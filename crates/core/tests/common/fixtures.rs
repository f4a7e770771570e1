//! Test fixtures for creating sample configurations.

use std::path::Path;
use tempfile::TempDir;

/// Create a temporary project with a complete `.apc/` directory.
///
/// This creates:
/// - `.apc/config.toml` with a small engineer pool
/// - `.apc/roles/engineer.md`
/// - `.apc/workflows/implement.yaml` (plan, build, verify with a loop back)
/// - `.apc/workflows/hotfix.yaml` (a single phase declaring a conflict)
///
/// Returns a TempDir that must be kept alive for the test duration.
#[allow(dead_code)]
pub fn create_test_project() -> std::io::Result<TempDir> {
    let temp_dir = tempfile::tempdir()?;
    write_project(temp_dir.path())?;
    Ok(temp_dir)
}

#[allow(dead_code)]
pub fn write_project(root: &Path) -> std::io::Result<()> {
    let apc = root.join(".apc");
    std::fs::create_dir_all(apc.join("roles"))?;
    std::fs::create_dir_all(apc.join("workflows"))?;

    std::fs::write(
        apc.join("config.toml"),
        r#"backend = "mock"
state_dir = ".apc/state"

[engine]
max_loop_iterations = 2
continuation_tail_chars = 500

[pool.roles]
engineer = ["Alex", "Betty", "Cleo"]
"#,
    )?;

    std::fs::write(
        apc.join("roles/engineer.md"),
        r#"---
name: engineer
description: Implements tasks
tier: mid
timeout_secs: 60
---
You are an engineer working on {{task}}."#,
    )?;

    std::fs::write(
        apc.join("workflows/implement.yaml"),
        r#"name: implement
description: Plan, build and verify a task
phases:
  - name: plan
    prompt: "Plan {{task}}"
  - name: build
    prompt: "Build {{task}}"
  - name: verify
    prompt: "Verify {{task}}"
    until: VERIFIED
    loop-back-to: build
"#,
    )?;

    std::fs::write(
        apc.join("workflows/hotfix.yaml"),
        r#"name: hotfix
phases:
  - name: fix
    prompt: "Hotfix {{task}} now"
    declare-conflict: true
"#,
    )?;
    Ok(())
}
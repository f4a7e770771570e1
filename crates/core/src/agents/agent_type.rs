//! Backend kind enumeration for determining which driver to use.

use std::fmt;

/// Explicit discriminator for agent backends.
#[derive(Debug, Clone, Copy, PartialEq, Eq, Hash)]
pub enum BackendKind {
    Cursor,
    Claude,
    Mock,
}

impl BackendKind {
    pub const ALL: [BackendKind; 3] = [Self::Cursor, Self::Claude, Self::Mock];

    /// Parse a backend name from configuration.
    ///
    /// # Examples
    ///
    /// ```
    /// use apc_core::agents::BackendKind;
    ///
    /// assert_eq!(BackendKind::from_name("cursor"), Some(BackendKind::Cursor));
    /// assert_eq!(BackendKind::from_name("Claude"), Some(BackendKind::Claude));
    /// assert_eq!(BackendKind::from_name("gemini"), None);
    /// ```
    pub fn from_name(name: &str) -> Option<Self> {
        match name.trim().to_lowercase().as_str() {
            "cursor" | "cursor-agent" => Some(Self::Cursor),
            "claude" | "claude-code" => Some(Self::Claude),
            "mock" => Some(Self::Mock),
            _ => None,
        }
    }

    /// Configuration name of the backend.
    pub fn name(&self) -> &'static str {
        match self {
            Self::Cursor => "cursor",
            Self::Claude => "claude",
            Self::Mock => "mock",
        }
    }
}

impl fmt::Display for BackendKind {
    fn fmt(&self, f: &mut fmt::Formatter<'_>) -> fmt::Result {
        f.write_str(self.name())
    }
}

#[cfg(test)]
mod tests {
    use super::*;

    #[test]
    fn test_from_name() {
        assert_eq!(BackendKind::from_name("cursor"), Some(BackendKind::Cursor));
        assert_eq!(BackendKind::from_name(" CURSOR-AGENT "), Some(BackendKind::Cursor));
        assert_eq!(BackendKind::from_name("claude-code"), Some(BackendKind::Claude));
        assert_eq!(BackendKind::from_name("mock"), Some(BackendKind::Mock));
        assert_eq!(BackendKind::from_name(""), None);
    }

    #[test]
    fn test_name_roundtrip() {
        for kind in BackendKind::ALL {
            assert_eq!(BackendKind::from_name(kind.name()), Some(kind));
            assert_eq!(kind.to_string(), kind.name());
        }
    }
}
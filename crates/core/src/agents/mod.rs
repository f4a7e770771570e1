//! Agent backends and the runner facade.
//!
//! This module provides the `AgentBackend` trait (one implementation per
//! external agent CLI), the shared stream/transcript machinery those
//! backends use, and the `AgentRunner` that workflows call.

pub mod adapters;
pub mod agent_type;
pub mod base;
pub mod factory;
pub mod log_file;
pub mod mcp;
pub mod retry;
pub mod runner;
pub mod stream;
pub mod transcript;

pub use adapters::{AgentSettings, CliBackend, CliProfile, MockBackend, MockResponse};
pub use agent_type::BackendKind;
pub use base::{
    AgentBackend, AgentError, AgentRunResult, DependencyStatus, RunOptions, RunningAgent,
    StopReason,
};
pub use factory::AgentFactory;
pub use mcp::McpServer;
pub use retry::{ErrorClassification, ErrorClassifier, ErrorKind, PatternClassifier, RetryPolicy};
pub use runner::AgentRunner;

------------------------------------------------

§ DESCRIPTION OF THE TASK:
From the records above, print exactly the lines that run from the line with "let temp_dir = tempfile::tempdir()?;" to the line with "use std::fmt;", inclusive.

§ EXERCISE RESPONSE:
    let temp_dir = tempfile::tempdir()?;
    write_project(temp_dir.path())?;
    Ok(temp_dir)
}

#[allow(dead_code)]
pub fn write_project(root: &Path) -> std::io::Result<()> {
    let apc = root.join(".apc");
    std::fs::create_dir_all(apc.join("roles"))?;
    std::fs::create_dir_all(apc.join("workflows"))?;

    std::fs::write(
        apc.join("config.toml"),
        r#"backend = "mock"
state_dir = ".apc/state"

[engine]
max_loop_iterations = 2
continuation_tail_chars = 500

[pool.roles]
engineer = ["Alex", "Betty", "Cleo"]
"#,
    )?;

    std::fs::write(
        apc.join("roles/engineer.md"),
        r#"---
name: engineer
description: Implements tasks
tier: mid
timeout_secs: 60
---
You are an engineer working on {{task}}."#,
    )?;

    std::fs::write(
        apc.join("workflows/implement.yaml"),
        r#"name: implement
description: Plan, build and verify a task
phases:
  - name: plan
    prompt: "Plan {{task}}"
  - name: build
    prompt: "Build {{task}}"
  - name: verify
    prompt: "Verify {{task}}"
    until: VERIFIED
    loop-back-to: build
"#,
    )?;

    std::fs::write(
        apc.join("workflows/hotfix.yaml"),
        r#"name: hotfix
phases:
  - name: fix
    prompt: "Hotfix {{task}} now"
    declare-conflict: true
"#,
    )?;
    Ok(())
}
repository f4a7e770771570e1
filename crates/core/src/agents/agent_type.rs
//! Backend kind enumeration for determining which driver to use.

use std::fmt;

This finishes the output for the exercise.